Assigned task: When you find the word "order" in a line of the entries, please copy the whole line.

[Saved data entries]
▼▼▼

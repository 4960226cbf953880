//! CPU unpacking of packed 4:2:2 frames into planar 4:2:2.
//!
//! Shaders never sample YUY2, UYVY or Y210 directly; those frames are
//! split into Y42B or I422_10LE on the CPU and uploaded in that layout.

use crate::error::{GpuError, Result};
use gpuframe_core::{SystemFrame, VideoFormat, VideoInfo};

/// Planar format a packed 4:2:2 format is unpacked into.
pub fn planar_equivalent(format: VideoFormat) -> Option<VideoFormat> {
    match format {
        VideoFormat::Yuy2 | VideoFormat::Uyvy => Some(VideoFormat::Y42b),
        VideoFormat::Y210 => Some(VideoFormat::I422P10),
        _ => None,
    }
}

/// Stream info after unpacking; unchanged for other formats.
pub fn repacked_info(info: &VideoInfo) -> VideoInfo {
    match planar_equivalent(info.format) {
        Some(format) => VideoInfo { format, ..*info },
        None => *info,
    }
}

/// Unpack a packed 4:2:2 frame into a new planar frame.
pub fn unpack_422(src: &SystemFrame) -> Result<SystemFrame> {
    let format = planar_equivalent(src.format())
        .ok_or_else(|| GpuError::InvalidArgument(format!("{} is not packed 4:2:2", src.format())))?;
    let mut dst = SystemFrame::new(repacked_info(src.info()))?;
    let width = src.width() as usize;
    // byte positions of Y0, U, Y1, V in one 8-bit macropixel
    let order = match src.format() {
        VideoFormat::Yuy2 => Some([0, 1, 2, 3]),
        VideoFormat::Uyvy => Some([1, 0, 3, 2]),
        _ => None,
    };

    for y in 0..src.height() {
        match order {
            Some([y0, u, y1, v]) => {
                let packed = src.row(0, y);
                let mut luma = vec![0u8; width];
                let mut cb = Vec::with_capacity(width.div_ceil(2));
                let mut cr = Vec::with_capacity(width.div_ceil(2));
                for (i, px) in packed.chunks_exact(4).enumerate() {
                    luma[2 * i] = px[y0];
                    if let Some(slot) = luma.get_mut(2 * i + 1) {
                        *slot = px[y1];
                    }
                    cb.push(px[u]);
                    cr.push(px[v]);
                }
                dst.row_mut(0, y).copy_from_slice(&luma);
                dst.row_mut(1, y).copy_from_slice(&cb);
                dst.row_mut(2, y).copy_from_slice(&cr);
            }
            None => {
                // Y210: Y0 U Y1 V, 16 bits each, MSB aligned
                let words: Vec<u16> = src
                    .row(0, y)
                    .chunks_exact(2)
                    .map(|b| u16::from_le_bytes([b[0], b[1]]) >> 6)
                    .collect();
                let mut luma = vec![0u16; width];
                let mut cb = Vec::with_capacity(width.div_ceil(2));
                let mut cr = Vec::with_capacity(width.div_ceil(2));
                for (i, px) in words.chunks_exact(4).enumerate() {
                    luma[2 * i] = px[0];
                    if let Some(slot) = luma.get_mut(2 * i + 1) {
                        *slot = px[2];
                    }
                    cb.push(px[1]);
                    cr.push(px[3]);
                }
                for (plane, samples) in [(0, &luma), (1, &cb), (2, &cr)] {
                    let row = dst.row_mut(plane, y);
                    for (out, sample) in row.chunks_exact_mut(2).zip(samples.iter()) {
                        out.copy_from_slice(&sample.to_le_bytes());
                    }
                }
            }
        }
    }
    tracing::trace!("Unpacked {} {}x{} into {}", src.format(), src.width(), src.height(), format);
    Ok(dst)
}

#[cfg(test)]
mod tests {
    use super::*;

    fn packed(format: VideoFormat, width: u32, height: u32, texel: &[u8]) -> SystemFrame {
        let mut frame = SystemFrame::new(VideoInfo::new(format, width, height)).unwrap();
        frame.fill_plane(0, texel).unwrap();
        frame
    }

    #[test]
    fn test_planar_equivalent() {
        assert_eq!(planar_equivalent(VideoFormat::Yuy2), Some(VideoFormat::Y42b));
        assert_eq!(planar_equivalent(VideoFormat::Uyvy), Some(VideoFormat::Y42b));
        assert_eq!(planar_equivalent(VideoFormat::Y210), Some(VideoFormat::I422P10));
        assert_eq!(planar_equivalent(VideoFormat::Nv12), None);
        let info = VideoInfo::new(VideoFormat::Nv12, 8, 8);
        assert_eq!(repacked_info(&info), info);
    }

    #[test]
    fn test_unpack_yuy2() {
        let src = packed(VideoFormat::Yuy2, 6, 2, &[10, 20, 30, 40]);
        let dst = unpack_422(&src).unwrap();
        assert_eq!(dst.format(), VideoFormat::Y42b);
        assert_eq!(dst.row(0, 1), &[10, 30, 10, 30, 10, 30]);
        assert_eq!(dst.row(1, 0), &[20, 20, 20]);
        assert_eq!(dst.row(2, 0), &[40, 40, 40]);
    }

    #[test]
    fn test_unpack_uyvy_odd_width() {
        let src = packed(VideoFormat::Uyvy, 5, 1, &[20, 10, 40, 30]);
        let dst = unpack_422(&src).unwrap();
        assert_eq!(dst.row(0, 0), &[10, 30, 10, 30, 10]);
        assert_eq!(dst.row(1, 0), &[20, 20, 20]);
        assert_eq!(dst.row(2, 0), &[40, 40, 40]);
    }

    #[test]
    fn test_unpack_y210_shifts_to_lsb() {
        let word = |v: u16| (v << 6).to_le_bytes();
        let texel: Vec<u8> = [word(64), word(512), word(940), word(448)].concat();
        let src = packed(VideoFormat::Y210, 2, 1, &texel);
        let dst = unpack_422(&src).unwrap();
        assert_eq!(dst.format(), VideoFormat::I422P10);
        assert_eq!(dst.row(0, 0), &[64, 0, 172, 3]);
        assert_eq!(dst.row(1, 0), &512u16.to_le_bytes());
        assert_eq!(dst.row(2, 0), &448u16.to_le_bytes());
    }

    #[test]
    fn test_rejects_planar_input() {
        let src = SystemFrame::new(VideoInfo::new(VideoFormat::I420, 4, 4)).unwrap();
        assert!(matches!(unpack_422(&src), Err(GpuError::InvalidArgument(_))));
    }
}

▲▲▲

Written response:
    let order = match src.format() {
        match order {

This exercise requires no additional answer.